Personal information
- Nationality: American
- Born: September 16, 1993 (age 32) London, England
- Height: 6 ft 0 in (182.9 cm)

Sport
- Sport: Swimming
- Strokes: Breaststroke
- Club: Nation's Capital Swim Club
- College team: Emory University

Medal record
Men's swimming
Representing United States
| Event | 1st | 2nd | 3rd |
| Olympic Games | 1 | 0 | 0 |
| World Championships (LC) | 0 | 2 | 0 |
| World Championships (SC) | 1 | 1 | 0 |
| Pan Pacific Championships | 1 | 0 | 0 |
| Total | 3 | 3 | 0 |
Olympic Games
| Gold medal – first place | 2020 Tokyo | 4×100 m medley |
World Championships (LC)
| Silver medal – second place | 2019 Gwangju | 4×100 m medley |
| Silver medal – second place | 2019 Gwangju | 4×100 m mixed medley |
World Championships (SC)
| Gold medal – first place | 2018 Hangzhou | 4×100 m medley |
| Silver medal – second place | 2018 Hangzhou | 4×50 m medley |
Pan Pacific Championships
| Gold medal – first place | 2018 Tokyo | 4×100 m medley |
Summer Universiade
| Gold medal – first place | 2017 Taipei | 100 m breaststroke |
| Gold medal – first place | 2017 Taipei | 200 m breaststroke |
| Gold medal – first place | 2017 Taipei | 4×100 m medley |

= Andrew Wilson (swimmer) =

American swimmer

Andrew Wilson (born September 16, 1993) is a retired American swimmer. At the 2020 Summer Olympics, he placed 6th in the 100 meter breaststroke, 17th in the 200 meter breaststroke, and won a gold medal in the 4x100 meter medley relay, for his efforts in the prelims of the relay.

==Background==
Wilson graduated from Phillips Academy in 2012 and Emory University in 2017, where he was a non-recruited member of the swim team.

==Swimming career==
===2019 World Championships===
Wilson competed in the 100 meter breaststroke at the 2019 World Aquatics Championships.

===2021===
====2020 US Olympic Trials====
In June 2021, he placed second at the 2020 US Olympic Team Trials in the final of the 100 meter breaststroke with a time of 58.74, qualifying for the 2020 Olympic Games in the event. He finished second in the 200 meter breaststroke as well, with a time of 2:08.32 and qualified for the US Olympic Swimming Team in his second individual event.

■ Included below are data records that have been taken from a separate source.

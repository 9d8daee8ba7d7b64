//! Built-in geometry variants and their consistency checks.
//!
//! Every renderable object carries one [`Shape`], a closed set of geometry
//! variants. A shape produces three parallel sequences: local-space vertex
//! positions, per-vertex colors, and triangle indices into the vertex array.
//! The declared counts ([`Shape::vertex_count`], [`Shape::index_count`]) are
//! constants of the variant; the draw path trusts them when it slices the
//! concatenated frame buffers, so [`verify_geometry`] exists to catch a
//! disagreement loudly instead of rendering garbage.
//!
//! # Example
//!
//! ```
//! use phalanx::{Shape, Vec3};
//!
//! let cube = Shape::Cube;
//! assert_eq!(cube.vertex_count(), 8);
//! assert_eq!(cube.index_count(), 36);
//!
//! // A cube tinted a single uniform color.
//! let tinted = Shape::ColorCube(Vec3::new(1.0, 0.0, 0.0));
//! assert!(tinted.colors().iter().all(|c| *c == Vec3::new(1.0, 0.0, 0.0)));
//! ```

use glam::Vec3;

/// Errors raised when geometry data disagrees with its declared shape.
#[derive(Debug)]
pub enum GeometryError {
    /// Position or color sequence length differs from the declared vertex count.
    VertexCountMismatch {
        declared: usize,
        positions: usize,
        colors: usize,
    },
    /// Index sequence length differs from the declared index count.
    IndexCountMismatch { declared: usize, indices: usize },
    /// Index sequence length is not a whole number of triangles.
    PartialTriangle { indices: usize },
    /// An index refers past the end of the vertex array.
    IndexOutOfRange {
        value: u32,
        offset: usize,
        vertex_count: usize,
    },
}

impl std::fmt::Display for GeometryError {
    fn fmt(&self, f: &mut std::fmt::Formatter<'_>) -> std::fmt::Result {
        match self {
            GeometryError::VertexCountMismatch {
                declared,
                positions,
                colors,
            } => write!(
                f,
                "declared {} vertices but produced {} positions and {} colors",
                declared, positions, colors
            ),
            GeometryError::IndexCountMismatch { declared, indices } => {
                write!(f, "declared {} indices but produced {}", declared, indices)
            }
            GeometryError::PartialTriangle { indices } => {
                write!(f, "index count {} is not a multiple of 3", indices)
            }
            GeometryError::IndexOutOfRange {
                value,
                offset,
                vertex_count,
            } => write!(
                f,
                "index {} at offset {} is out of range for {} vertices",
                value, offset, vertex_count
            ),
        }
    }
}

impl std::error::Error for GeometryError {}

#[rustfmt::skip]
const TRIANGLE_POSITIONS: [[f32; 3]; 3] = [
    [-0.8, -0.8, 0.0],
    [ 0.8, -0.8, 0.0],
    [ 0.0,  0.8, 0.0],
];

#[rustfmt::skip]
const TRIANGLE_COLORS: [[f32; 3]; 3] = [
    [1.0, 0.0, 0.0],
    [0.0, 1.0, 0.0],
    [0.0, 0.0, 1.0],
];

const TRIANGLE_INDICES: [u32; 3] = [0, 1, 2];

// Unit cube corners, back face first, counter-clockwise from the
// bottom-left corner of each face.
#[rustfmt::skip]
const CUBE_POSITIONS: [[f32; 3]; 8] = [
    [-0.5, -0.5, -0.5],
    [ 0.5, -0.5, -0.5],
    [ 0.5,  0.5, -0.5],
    [-0.5,  0.5, -0.5],
    [-0.5, -0.5,  0.5],
    [ 0.5, -0.5,  0.5],
    [ 0.5,  0.5,  0.5],
    [-0.5,  0.5,  0.5],
];

// Corner colors cycle red, blue, green around the cube.
#[rustfmt::skip]
const CUBE_COLORS: [[f32; 3]; 8] = [
    [1.0, 0.0, 0.0],
    [0.0, 0.0, 1.0],
    [0.0, 1.0, 0.0],
    [1.0, 0.0, 0.0],
    [0.0, 0.0, 1.0],
    [0.0, 1.0, 0.0],
    [1.0, 0.0, 0.0],
    [0.0, 0.0, 1.0],
];

#[rustfmt::skip]
const CUBE_INDICES: [u32; 36] = [
    // back
    0, 2, 1,
    0, 3, 2,
    // right
    1, 2, 6,
    6, 5, 1,
    // front
    4, 5, 6,
    6, 7, 4,
    // top
    2, 3, 6,
    6, 3, 7,
    // left
    0, 7, 3,
    0, 4, 7,
    // bottom
    0, 1, 5,
    0, 5, 4,
];

/// The fixed set of geometry variants a volume can carry.
///
/// Adding a shape means adding a variant here along with its vertex, color,
/// and index tables. There is no open extension point; the renderer only
/// ever sees the data these methods produce.
#[derive(Clone, Copy, Debug, PartialEq)]
pub enum Shape {
    /// A single triangle with red, green, and blue corners.
    Triangle,
    /// A unit cube (corners at ±0.5) with colors cycling around the corners.
    Cube,
    /// A unit cube tinted with one uniform color.
    ColorCube(Vec3),
}

impl Shape {
    /// Local-space vertex positions.
    pub fn vertices(&self) -> Vec<Vec3> {
        match self {
            Shape::Triangle => TRIANGLE_POSITIONS.iter().copied().map(Vec3::from).collect(),
            Shape::Cube | Shape::ColorCube(_) => {
                CUBE_POSITIONS.iter().copied().map(Vec3::from).collect()
            }
        }
    }

    /// Per-vertex colors, same length as [`vertices`](Self::vertices).
    pub fn colors(&self) -> Vec<Vec3> {
        match self {
            Shape::Triangle => TRIANGLE_COLORS.iter().copied().map(Vec3::from).collect(),
            Shape::Cube => CUBE_COLORS.iter().copied().map(Vec3::from).collect(),
            Shape::ColorCube(color) => vec![*color; CUBE_POSITIONS.len()],
        }
    }

    /// Triangle indices into the local vertex array.
    pub fn indices(&self) -> Vec<u32> {
        match self {
            Shape::Triangle => TRIANGLE_INDICES.to_vec(),
            Shape::Cube | Shape::ColorCube(_) => CUBE_INDICES.to_vec(),
        }
    }

    /// Number of vertices this shape produces.
    pub fn vertex_count(&self) -> usize {
        match self {
            Shape::Triangle => TRIANGLE_POSITIONS.len(),
            Shape::Cube | Shape::ColorCube(_) => CUBE_POSITIONS.len(),
        }
    }

    /// Number of indices this shape produces.
    pub fn index_count(&self) -> usize {
        match self {
            Shape::Triangle => TRIANGLE_INDICES.len(),
            Shape::Cube | Shape::ColorCube(_) => CUBE_INDICES.len(),
        }
    }

    /// Checks this shape's produced data against its declared counts.
    pub fn verify(&self) -> Result<(), GeometryError> {
        verify_geometry(
            &self.vertices(),
            &self.colors(),
            &self.indices(),
            self.vertex_count(),
            self.index_count(),
        )
    }
}

/// Checks that geometry data agrees with its declared counts and that every
/// index lands inside the vertex array.
///
/// Returns the first violation found. The built-in variants always pass;
/// the check guards edits to the shape tables and any future variant.
pub fn verify_geometry(
    positions: &[Vec3],
    colors: &[Vec3],
    indices: &[u32],
    vertex_count: usize,
    index_count: usize,
) -> Result<(), GeometryError> {
    if positions.len() != vertex_count || colors.len() != vertex_count {
        return Err(GeometryError::VertexCountMismatch {
            declared: vertex_count,
            positions: positions.len(),
            colors: colors.len(),
        });
    }

    if indices.len() != index_count {
        return Err(GeometryError::IndexCountMismatch {
            declared: index_count,
            indices: indices.len(),
        });
    }

    if indices.len() % 3 != 0 {
        return Err(GeometryError::PartialTriangle {
            indices: indices.len(),
        });
    }

    for (offset, &value) in indices.iter().enumerate() {
        if value as usize >= vertex_count {
            return Err(GeometryError::IndexOutOfRange {
                value,
                offset,
                vertex_count,
            });
        }
    }

    Ok(())
}

#[cfg(test)]
mod tests {
    use super::*;

    #[test]
    fn cube_matches_the_fixed_corner_set() {
        let verts = Shape::Cube.vertices();
        assert_eq!(verts.len(), 8);
        for v in &verts {
            assert_eq!(v.x.abs(), 0.5);
            assert_eq!(v.y.abs(), 0.5);
            assert_eq!(v.z.abs(), 0.5);
        }
        assert_eq!(verts[0], Vec3::new(-0.5, -0.5, -0.5));
        assert_eq!(verts[6], Vec3::new(0.5, 0.5, 0.5));

        let indices = Shape::Cube.indices();
        assert_eq!(indices.len(), 36);
        assert!(indices.iter().all(|&i| i < 8));
    }

    #[test]
    fn color_cube_repeats_its_tint() {
        let red = Vec3::new(1.0, 0.0, 0.0);
        let colors = Shape::ColorCube(red).colors();
        assert_eq!(colors.len(), 8);
        assert!(colors.iter().all(|c| *c == red));
    }

    #[test]
    fn color_cube_shares_the_cube_topology() {
        assert_eq!(Shape::ColorCube(Vec3::ONE).vertices(), Shape::Cube.vertices());
        assert_eq!(Shape::ColorCube(Vec3::ONE).indices(), Shape::Cube.indices());
    }

    #[test]
    fn triangle_counts() {
        let triangle = Shape::Triangle;
        assert_eq!(triangle.vertices().len(), 3);
        assert_eq!(triangle.colors().len(), 3);
        assert_eq!(triangle.indices(), vec![0, 1, 2]);
        assert_eq!(triangle.vertex_count(), 3);
        assert_eq!(triangle.index_count(), 3);
    }

    #[test]
    fn every_variant_passes_verification() {
        assert!(Shape::Triangle.verify().is_ok());
        assert!(Shape::Cube.verify().is_ok());
        assert!(Shape::ColorCube(Vec3::new(0.2, 0.4, 0.6)).verify().is_ok());
    }

    #[test]
    fn verification_rejects_count_mismatches() {
        let positions = vec![Vec3::ZERO; 3];
        let colors = vec![Vec3::ONE; 2];
        let indices = vec![0, 1, 2];

        let err = verify_geometry(&positions, &colors, &indices, 3, 3).unwrap_err();
        assert!(matches!(err, GeometryError::VertexCountMismatch { colors: 2, .. }));

        let colors = vec![Vec3::ONE; 3];
        let err = verify_geometry(&positions, &colors, &indices, 3, 6).unwrap_err();
        assert!(matches!(
            err,
            GeometryError::IndexCountMismatch { declared: 6, indices: 3 }
        ));
    }

    #[test]
    fn verification_rejects_partial_triangles() {
        let positions = vec![Vec3::ZERO; 3];
        let colors = vec![Vec3::ONE; 3];
        let indices = vec![0, 1];

        let err = verify_geometry(&positions, &colors, &indices, 3, 2).unwrap_err();
        assert!(matches!(err, GeometryError::PartialTriangle { indices: 2 }));
    }

    #[test]
    fn verification_rejects_out_of_range_indices() {
        let positions = vec![Vec3::ZERO; 3];
        let colors = vec![Vec3::ONE; 3];
        let indices = vec![0, 1, 3];

        let err = verify_geometry(&positions, &colors, &indices, 3, 3).unwrap_err();
        match err {
            GeometryError::IndexOutOfRange {
                value,
                offset,
                vertex_count,
            } => {
                assert_eq!(value, 3);
                assert_eq!(offset, 2);
                assert_eq!(vertex_count, 3);
            }
            other => panic!("unexpected error: {other}"),
        }
    }

    #[test]
    fn error_messages_name_the_offending_quantity() {
        let err = GeometryError::IndexOutOfRange {
            value: 9,
            offset: 4,
            vertex_count: 8,
        };
        let msg = err.to_string();
        assert!(msg.contains('9'));
        assert!(msg.contains("8 vertices"));
    }
}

====2020 Summer Olympics====

At the 2020 Summer Olympics in Tokyo, Japan, Wilson competed in the 100 meter breaststroke, 4x100 meter mixed medley relay, and the 4x100 meter medley relay.

In the 100 meter breaststroke, Wilson finished sixth in the final of the event on day three of competition with a time of 58.99. In the prelims of the 200 meter breaststroke, he ranked 17th with a time of 2:09.97 and did not advance to the semifinals.

Wilson competed in the first race where men and women competed alongside each other in the pool in the same swimming event at an Olympic Games, the prelims of the 4x100 meter mixed medley relay. Along with his relay teammates Tom Shields, Regan Smith, and Abbey Weitzeil, the relay finished second overall and advanced to the final.

On day seven, Wilson swam the breaststroke leg of the 4x100 meter medley relay in the prelims, with Hunter Armstrong swimming backstroke, Tom Shields butterfly, and Blake Pieroni freestyle, the four advanced the relay to the final of the event, ranking seventh overall. The finals relay finished first in the final on the last day of competition and Wilson won a gold medal with the finals relay and other prelims relay swimmers for his contribution.